Directions for this task:
Starting with the first line of the records, write out each line exactly until you have included the line containing "let col = grid.col(self.correct_index())".

(Stored items)
+++++

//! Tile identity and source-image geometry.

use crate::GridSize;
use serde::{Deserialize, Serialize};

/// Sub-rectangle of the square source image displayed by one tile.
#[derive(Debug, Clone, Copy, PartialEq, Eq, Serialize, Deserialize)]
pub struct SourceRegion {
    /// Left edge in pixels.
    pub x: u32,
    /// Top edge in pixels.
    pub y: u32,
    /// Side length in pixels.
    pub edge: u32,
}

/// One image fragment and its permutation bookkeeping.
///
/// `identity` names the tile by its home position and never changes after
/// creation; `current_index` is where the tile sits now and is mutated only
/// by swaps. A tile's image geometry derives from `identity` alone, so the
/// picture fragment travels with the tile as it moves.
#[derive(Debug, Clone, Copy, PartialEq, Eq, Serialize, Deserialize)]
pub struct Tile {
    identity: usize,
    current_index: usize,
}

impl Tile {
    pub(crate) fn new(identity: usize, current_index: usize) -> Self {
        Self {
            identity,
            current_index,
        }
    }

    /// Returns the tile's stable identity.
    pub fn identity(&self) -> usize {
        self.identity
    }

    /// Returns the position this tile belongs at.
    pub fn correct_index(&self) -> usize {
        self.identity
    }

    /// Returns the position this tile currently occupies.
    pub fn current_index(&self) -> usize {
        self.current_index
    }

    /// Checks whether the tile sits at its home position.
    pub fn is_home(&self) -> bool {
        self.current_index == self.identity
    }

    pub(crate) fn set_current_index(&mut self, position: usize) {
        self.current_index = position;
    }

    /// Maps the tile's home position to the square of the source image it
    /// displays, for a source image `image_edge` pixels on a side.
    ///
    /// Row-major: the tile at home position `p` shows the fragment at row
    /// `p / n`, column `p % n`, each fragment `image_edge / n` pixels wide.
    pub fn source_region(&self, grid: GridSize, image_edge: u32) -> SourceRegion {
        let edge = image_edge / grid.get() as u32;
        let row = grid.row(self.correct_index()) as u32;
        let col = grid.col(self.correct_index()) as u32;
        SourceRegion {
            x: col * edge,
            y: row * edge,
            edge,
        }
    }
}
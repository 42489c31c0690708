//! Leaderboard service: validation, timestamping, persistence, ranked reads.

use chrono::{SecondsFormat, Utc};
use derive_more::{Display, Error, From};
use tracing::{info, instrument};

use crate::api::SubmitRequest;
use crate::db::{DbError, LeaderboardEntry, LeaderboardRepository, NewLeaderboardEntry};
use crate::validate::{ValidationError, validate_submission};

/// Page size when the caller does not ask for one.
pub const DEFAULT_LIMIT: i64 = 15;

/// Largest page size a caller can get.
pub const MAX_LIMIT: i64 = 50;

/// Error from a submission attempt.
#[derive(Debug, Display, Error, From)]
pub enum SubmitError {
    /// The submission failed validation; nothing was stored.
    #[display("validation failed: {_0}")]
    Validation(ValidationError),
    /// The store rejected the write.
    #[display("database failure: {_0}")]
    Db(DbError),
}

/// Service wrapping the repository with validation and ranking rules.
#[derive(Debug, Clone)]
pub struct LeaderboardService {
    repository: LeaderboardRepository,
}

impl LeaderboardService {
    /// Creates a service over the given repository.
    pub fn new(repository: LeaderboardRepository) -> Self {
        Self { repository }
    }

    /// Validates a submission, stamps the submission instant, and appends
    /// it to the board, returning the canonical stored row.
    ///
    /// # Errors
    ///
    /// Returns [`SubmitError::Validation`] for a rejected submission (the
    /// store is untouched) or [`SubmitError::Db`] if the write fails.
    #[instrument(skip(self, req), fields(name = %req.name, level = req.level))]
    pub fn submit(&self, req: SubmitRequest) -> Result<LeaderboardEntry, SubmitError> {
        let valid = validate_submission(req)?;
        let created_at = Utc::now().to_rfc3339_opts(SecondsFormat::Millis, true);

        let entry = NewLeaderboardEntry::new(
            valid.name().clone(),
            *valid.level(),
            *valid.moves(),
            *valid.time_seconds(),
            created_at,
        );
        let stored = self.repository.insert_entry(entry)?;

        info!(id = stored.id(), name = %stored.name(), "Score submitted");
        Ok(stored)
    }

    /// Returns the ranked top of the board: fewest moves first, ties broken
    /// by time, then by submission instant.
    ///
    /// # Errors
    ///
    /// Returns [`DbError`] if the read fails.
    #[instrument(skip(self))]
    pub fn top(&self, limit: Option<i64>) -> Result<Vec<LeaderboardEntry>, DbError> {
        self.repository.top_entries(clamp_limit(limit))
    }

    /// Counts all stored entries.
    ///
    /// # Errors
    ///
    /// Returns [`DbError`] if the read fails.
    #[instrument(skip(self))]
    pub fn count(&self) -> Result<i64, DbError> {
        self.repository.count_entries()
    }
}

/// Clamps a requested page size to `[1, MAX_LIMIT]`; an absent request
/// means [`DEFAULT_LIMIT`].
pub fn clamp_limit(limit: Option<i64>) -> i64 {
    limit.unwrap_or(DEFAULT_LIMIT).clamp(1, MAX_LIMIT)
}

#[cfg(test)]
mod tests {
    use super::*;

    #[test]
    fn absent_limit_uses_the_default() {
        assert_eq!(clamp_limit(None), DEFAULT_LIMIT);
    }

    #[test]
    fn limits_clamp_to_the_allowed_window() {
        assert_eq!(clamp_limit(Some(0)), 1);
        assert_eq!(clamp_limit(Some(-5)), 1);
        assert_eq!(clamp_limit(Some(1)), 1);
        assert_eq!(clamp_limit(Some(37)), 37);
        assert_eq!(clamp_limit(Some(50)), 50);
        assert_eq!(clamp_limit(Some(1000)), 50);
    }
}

+++++

Exercise output:
//! Tile identity and source-image geometry.

use crate::GridSize;
use serde::{Deserialize, Serialize};

/// Sub-rectangle of the square source image displayed by one tile.
#[derive(Debug, Clone, Copy, PartialEq, Eq, Serialize, Deserialize)]
pub struct SourceRegion {
    /// Left edge in pixels.
    pub x: u32,
    /// Top edge in pixels.
    pub y: u32,
    /// Side length in pixels.
    pub edge: u32,
}

/// One image fragment and its permutation bookkeeping.
///
/// `identity` names the tile by its home position and never changes after
/// creation; `current_index` is where the tile sits now and is mutated only
/// by swaps. A tile's image geometry derives from `identity` alone, so the
/// picture fragment travels with the tile as it moves.
#[derive(Debug, Clone, Copy, PartialEq, Eq, Serialize, Deserialize)]
pub struct Tile {
    identity: usize,
    current_index: usize,
}

impl Tile {
    pub(crate) fn new(identity: usize, current_index: usize) -> Self {
        Self {
            identity,
            current_index,
        }
    }

    /// Returns the tile's stable identity.
    pub fn identity(&self) -> usize {
        self.identity
    }

    /// Returns the position this tile belongs at.
    pub fn correct_index(&self) -> usize {
        self.identity
    }

    /// Returns the position this tile currently occupies.
    pub fn current_index(&self) -> usize {
        self.current_index
    }

    /// Checks whether the tile sits at its home position.
    pub fn is_home(&self) -> bool {
        self.current_index == self.identity
    }

    pub(crate) fn set_current_index(&mut self, position: usize) {
        self.current_index = position;
    }

    /// Maps the tile's home position to the square of the source image it
    /// displays, for a source image `image_edge` pixels on a side.
    ///
    /// Row-major: the tile at home position `p` shows the fragment at row
    /// `p / n`, column `p % n`, each fragment `image_edge / n` pixels wide.
    pub fn source_region(&self, grid: GridSize, image_edge: u32) -> SourceRegion {
        let edge = image_edge / grid.get() as u32;
        let row = grid.row(self.correct_index()) as u32;
        let col = grid.col(self.correct_index()) as u32;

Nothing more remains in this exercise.